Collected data

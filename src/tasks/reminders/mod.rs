mod dispatch;
mod notify;
mod snapshot;

pub use dispatch::Notifier;
pub use notify::DiscordNotifier;
pub use snapshot::run_reminder_tasks;
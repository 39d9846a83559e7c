use crate::reminders::Owner;
use crate::Context;
use poise::serenity_prelude::{Message, MessageId};

/// Slash commands have no message to link back to.
pub fn message_id_from_ctx(ctx: Context<'_>) -> Option<MessageId> {
    match ctx {
        Context::Application(_actx) => None,
        Context::Prefix(pctx) => Some(pctx.msg.id),
    }
}

pub fn referenced_from_ctx(ctx: Context<'_>) -> Option<Message> {
    match ctx {
        Context::Application(_actx) => None,
        Context::Prefix(pctx) => pctx.msg.referenced_message.as_ref().map(|m| *m.clone()),
    }
}

pub fn owner_from_ctx(ctx: Context<'_>) -> Owner {
    Owner {
        user_id: ctx.author().id,
        channel_id: ctx.channel_id(),
        guild_id: ctx.guild_id(),
        message_id: message_id_from_ctx(ctx),
    }
}
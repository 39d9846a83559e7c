use crate::commands::reminders::util::{
    author_offset, check_author_reminder_count, create_error_text, reminder_embed,
};
use crate::commands::util::{owner_from_ctx, referenced_from_ctx};
use crate::util::send_ephemeral_text;
use crate::{Context, Error};
use poise::serenity_prelude::CreateEmbedFooter;
use poise::CreateReply;

/// Create a reminder
///
/// h!remindme "<when>" <message>
/// Examples: "in 10 minutes", "tomorrow at 5pm", "25-12-2026 09:00", "next friday"
#[poise::command(
    slash_command,
    prefix_command,
    aliases("rm", "rember", "reminder", "remind", "dothething"),
    check = "check_author_reminder_count"
)]
pub async fn remindme(
    ctx: Context<'_>, #[description = "When you want to be reminded"] when: String,
    #[description = "What you would like to be reminded of"]
    #[rest]
    mut message: Option<String>,
) -> Result<(), Error> {
    if let Some(reference) = referenced_from_ctx(ctx) {
        if message.is_none() && !reference.content.is_empty() {
            message = Some(reference.content);
        }
    }
    let message = message.unwrap_or("something".into());
    let offset = author_offset(ctx).await?;

    let reminder = match ctx.data().scheduler.create_reminder(owner_from_ctx(ctx), &when, message, offset) {
        Ok(reminder) => reminder,
        Err(e) => {
            let prefix = matches!(ctx, poise::Context::Prefix(_)).then(|| ctx.prefix());
            return send_ephemeral_text(ctx, &create_error_text(&e, prefix)).await;
        }
    };
    let embed = reminder_embed(ctx, format!("Reminder #{0} created.", reminder.id), &reminder).footer(
        CreateEmbedFooter::new(format!(
            "Tip: use \"{0}forget {1}\" if you change your mind!",
            ctx.prefix(),
            reminder.id
        )),
    );
    ctx.send(CreateReply::default().embed(embed)).await?;
    Ok(())
}
use crate::commands::reminders::util::{autocomplete_reminder, reminder_embed};
use crate::util::send_ephemeral_text;
use crate::{Context, Error};
use poise::CreateReply;

/// Change what one of your reminders says
///
/// h!editreminder <reminder ID> <message>
#[poise::command(
    slash_command,
    prefix_command,
    rename = "editreminder",
    aliases("editrm", "modify")
)]
pub async fn edit(
    ctx: Context<'_>,
    #[description = "The reminder to change"]
    #[autocomplete = "autocomplete_reminder"]
    reminder_id: u64,
    #[description = "The new message"]
    #[rest]
    message: String,
) -> Result<(), Error> {
    let edited = match ctx.data().scheduler.edit_reminder(ctx.author().id, reminder_id, message) {
        Ok(edited) => edited,
        Err(e) => return send_ephemeral_text(ctx, &e.to_string()).await,
    };

    let title = format!("Reminder #{} updated.", edited.id);
    ctx.send(CreateReply::default().embed(reminder_embed(ctx, title, &edited)).ephemeral(true)).await?;
    Ok(())
}
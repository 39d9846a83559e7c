mod set_utc_offset;

pub fn commands() -> [crate::Command; 1] {
    [set_utc_offset::set_utc_offset()]
}
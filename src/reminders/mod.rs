//! Reminder engine: time parsing, the heap-backed store and the scheduler
//! that the dispatch loop and the commands share.

mod clock;
mod error;
mod parser;
mod scheduler;
mod store;

pub use clock::{Clock, SystemClock};
pub use error::{DeliveryError, ParseError, ReminderError, StoreError};
pub use parser::{ParserConfig, TimeParser};
pub use scheduler::{Scheduler, SchedulerConfig};
pub use store::ReminderStore;

#[cfg(test)]
pub use clock::TokioClock;

use chrono::{DateTime, Utc};
use poise::serenity_prelude::{ChannelId, GuildId, MessageId, UserId};
use serde::{Deserialize, Serialize};

pub type ReminderId = u64;

/// Who asked for a reminder and where. The engine only ever looks at `user_id`.
#[derive(Debug, Clone, Copy, PartialEq, Eq, Hash, Serialize, Deserialize)]
pub struct Owner {
    pub user_id: UserId,
    pub channel_id: ChannelId,
    pub guild_id: Option<GuildId>,
    pub message_id: Option<MessageId>,
}

#[derive(Debug, Clone, Copy, PartialEq, Eq)]
pub enum ReminderState {
    Pending,
    Fired,
    Cancelled,
}

#[derive(Debug, Clone, PartialEq, Eq)]
pub struct Reminder {
    pub id: ReminderId,
    pub owner: Owner,
    pub trigger_at: DateTime<Utc>,
    pub created_at: DateTime<Utc>,
    pub payload: String,
    pub state: ReminderState,
}

/// A reminder that has not been given a slot in the store yet.
#[derive(Debug, Clone)]
pub struct NewReminder {
    /// Leave empty to let the store pick the next id.
    pub id: Option<ReminderId>,
    pub owner: Owner,
    pub trigger_at: DateTime<Utc>,
    pub created_at: DateTime<Utc>,
    pub payload: String,
}

impl From<Reminder> for NewReminder {
    fn from(r: Reminder) -> Self {
        NewReminder {
            id: Some(r.id),
            owner: r.owner,
            trigger_at: r.trigger_at,
            created_at: r.created_at,
            payload: r.payload,
        }
    }
}
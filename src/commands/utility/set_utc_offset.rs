use crate::db::set_utc_offset as save_utc_offset;
use crate::util::send_ephemeral_text;
use crate::{Context, Error, BOT_COLOR};
use chrono::{TimeZone, Utc};
use poise::serenity_prelude::{CreateEmbed, CreateEmbedAuthor};
use poise::CreateReply;

/// Set your UTC offset
///
/// Example: h!setoffset +02:00
#[poise::command(
    slash_command,
    prefix_command,
    rename = "setoffset",
    aliases("setutcoffset", "setutc", "utcoffset"),
    discard_spare_arguments
)]
pub async fn set_utc_offset(
    ctx: Context<'_>, #[description = "UTC offset"] offset: String,
) -> Result<(), Error> {
    let offset = match ctx.data().scheduler.parser().utc_offset(&offset) {
        Ok(offset) => offset,
        Err(e) => return send_ephemeral_text(ctx, &e.to_string()).await,
    };
    save_utc_offset(&ctx.data().pool, ctx.author().id, offset).await?;

    let noon = Utc::now().date_naive().and_hms_opt(12, 0, 0).ok_or("no noon today?")?;
    let local_noon = offset
        .from_local_datetime(&noon)
        .single()
        .ok_or("12:00 doesn't exist in that offset")?
        .timestamp();

    let embed = CreateEmbed::new()
        .author(CreateEmbedAuthor::from(ctx.author().clone()))
        .color(BOT_COLOR)
        .title("UTC offset set!".to_string())
        .description(format!("12:00 in UTC{offset} is <t:{local_noon}:t> in your local time."));
    ctx.send(CreateReply::default().embed(embed)).await?;
    Ok(())
}
//! CLI entry point. Spreadsheet I/O is out of scope, so the adapter here
//! reads a single JSON file shaped like [`RosterInput`] and
//! writes the result grid / history appends back out as JSON, a stand-in a
//! real spreadsheet adapter would replace without touching anything else in
//! this crate.

use std::fs;
use std::path::PathBuf;
use std::process::ExitCode;

use clap::Parser;
use log::error;
use serde::{Deserialize, Serialize};
use thiserror::Error;

use roster::backend::GoodLpBackend;
use roster::config::{SolverConfig, Weights};
use roster::error::RosterError;
use roster::input::{RosterInput, SpecialHistoryEntry};
use roster::orchestrator::{self, SpreadsheetAdapter};

#[derive(Parser, Debug)]
#[command(name = "roster", about = "Assigns employees to seats across a month's working days")]
struct Cli {
    /// Path to a JSON file shaped like the roster input tables.
    #[arg(long)]
    input: PathBuf,

    /// Where to write the result grid (JSON rows of cells).
    #[arg(long)]
    output: PathBuf,

    /// Where to append this run's special-day history rows, if any.
    #[arg(long)]
    history: Option<PathBuf>,

    /// Optional JSON file overriding the default objective weights.
    #[arg(long)]
    weights: Option<PathBuf>,

    /// Best-effort wall-clock cutoff for the solver, in seconds.
    #[arg(long)]
    time_limit_secs: Option<f64>,
}

#[derive(Debug, Error)]
enum JsonFileError {
    #[error("failed to read '{path}': {source}")]
    Read {
        path: PathBuf,
        #[source]
        source: std::io::Error,
    },
    #[error("failed to write '{path}': {source}")]
    Write {
        path: PathBuf,
        #[source]
        source: std::io::Error,
    },
    #[error("failed to parse '{path}' as JSON: {source}")]
    Parse {
        path: PathBuf,
        #[source]
        source: serde_json::Error,
    },
}

struct JsonFileAdapter {
    input_path: PathBuf,
    output_path: PathBuf,
    history_path: Option<PathBuf>,
}

#[derive(Serialize, Deserialize, Default)]
struct HistoryFile {
    entries: Vec<SpecialHistoryEntry>,
}

impl SpreadsheetAdapter for JsonFileAdapter {
    type Error = JsonFileError;

    fn load(&mut self) -> Result<RosterInput, Self::Error> {
        let text = fs::read_to_string(&self.input_path).map_err(|source| JsonFileError::Read {
            path: self.input_path.clone(),
            source,
        })?;
        serde_json::from_str(&text).map_err(|source| JsonFileError::Parse {
            path: self.input_path.clone(),
            source,
        })
    }

    fn write_grid(&mut self, grid: &[Vec<String>]) -> Result<(), Self::Error> {
        let text = serde_json::to_string_pretty(grid).expect("grid serializes infallibly");
        fs::write(&self.output_path, text).map_err(|source| JsonFileError::Write {
            path: self.output_path.clone(),
            source,
        })
    }

    fn append_history(&mut self, entries: &[SpecialHistoryEntry]) -> Result<(), Self::Error> {
        let Some(path) = &self.history_path else {
            return Ok(());
        };
        let mut file: HistoryFile = match fs::read_to_string(path) {
            Ok(text) => serde_json::from_str(&text).map_err(|source| JsonFileError::Parse {
                path: path.clone(),
                source,
            })?,
            Err(e) if e.kind() == std::io::ErrorKind::NotFound => HistoryFile::default(),
            Err(source) => {
                return Err(JsonFileError::Read {
                    path: path.clone(),
                    source,
                })
            }
        };
        file.entries.extend(entries.iter().cloned());
        let text = serde_json::to_string_pretty(&file).expect("history serializes infallibly");
        fs::write(path, text).map_err(|source| JsonFileError::Write {
            path: path.clone(),
            source,
        })
    }
}

fn main() -> ExitCode {
    env_logger::init();
    let cli = Cli::parse();

    let weights = match &cli.weights {
        Some(path) => match load_weights(path) {
            Ok(w) => w,
            Err(e) => {
                error!("{e}");
                return ExitCode::FAILURE;
            }
        },
        None => Weights::default(),
    };
    let config = SolverConfig {
        time_limit: cli.time_limit_secs.map(std::time::Duration::from_secs_f64),
    };

    let mut adapter = JsonFileAdapter {
        input_path: cli.input,
        output_path: cli.output,
        history_path: cli.history,
    };

    match orchestrator::run::<GoodLpBackend, _>(&mut adapter, &weights, &config) {
        Ok(()) => ExitCode::SUCCESS,
        Err(orchestrator::OrchestratorError::Roster(e)) => {
            error!("{e}");
            exit_code_for(&e)
        }
        Err(orchestrator::OrchestratorError::Adapter(e)) => {
            error!("{e}");
            ExitCode::FAILURE
        }
    }
}

fn load_weights(path: &PathBuf) -> Result<Weights, JsonFileError> {
    let text = fs::read_to_string(path).map_err(|source| JsonFileError::Read {
        path: path.clone(),
        source,
    })?;
    serde_json::from_str(&text).map_err(|source| JsonFileError::Parse {
        path: path.clone(),
        source,
    })
}

/// Process exit contract: 0 on optimal solve, distinct nonzero codes per
/// failure category so a calling script can tell them apart.
fn exit_code_for(error: &RosterError) -> ExitCode {
    match error {
        RosterError::InputSchema(_) => ExitCode::from(2),
        RosterError::Infeasible(_) => ExitCode::from(3),
        RosterError::Solver(_) => ExitCode::from(4),
    }
}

▸ **Problem to solve**
Wherever the string "entries" appears in the records above, copy the line it sits in.

▸ **Task output**
    entries: Vec<SpecialHistoryEntry>,
    fn append_history(&mut self, entries: &[SpecialHistoryEntry]) -> Result<(), Self::Error> {
        file.entries.extend(entries.iter().cloned());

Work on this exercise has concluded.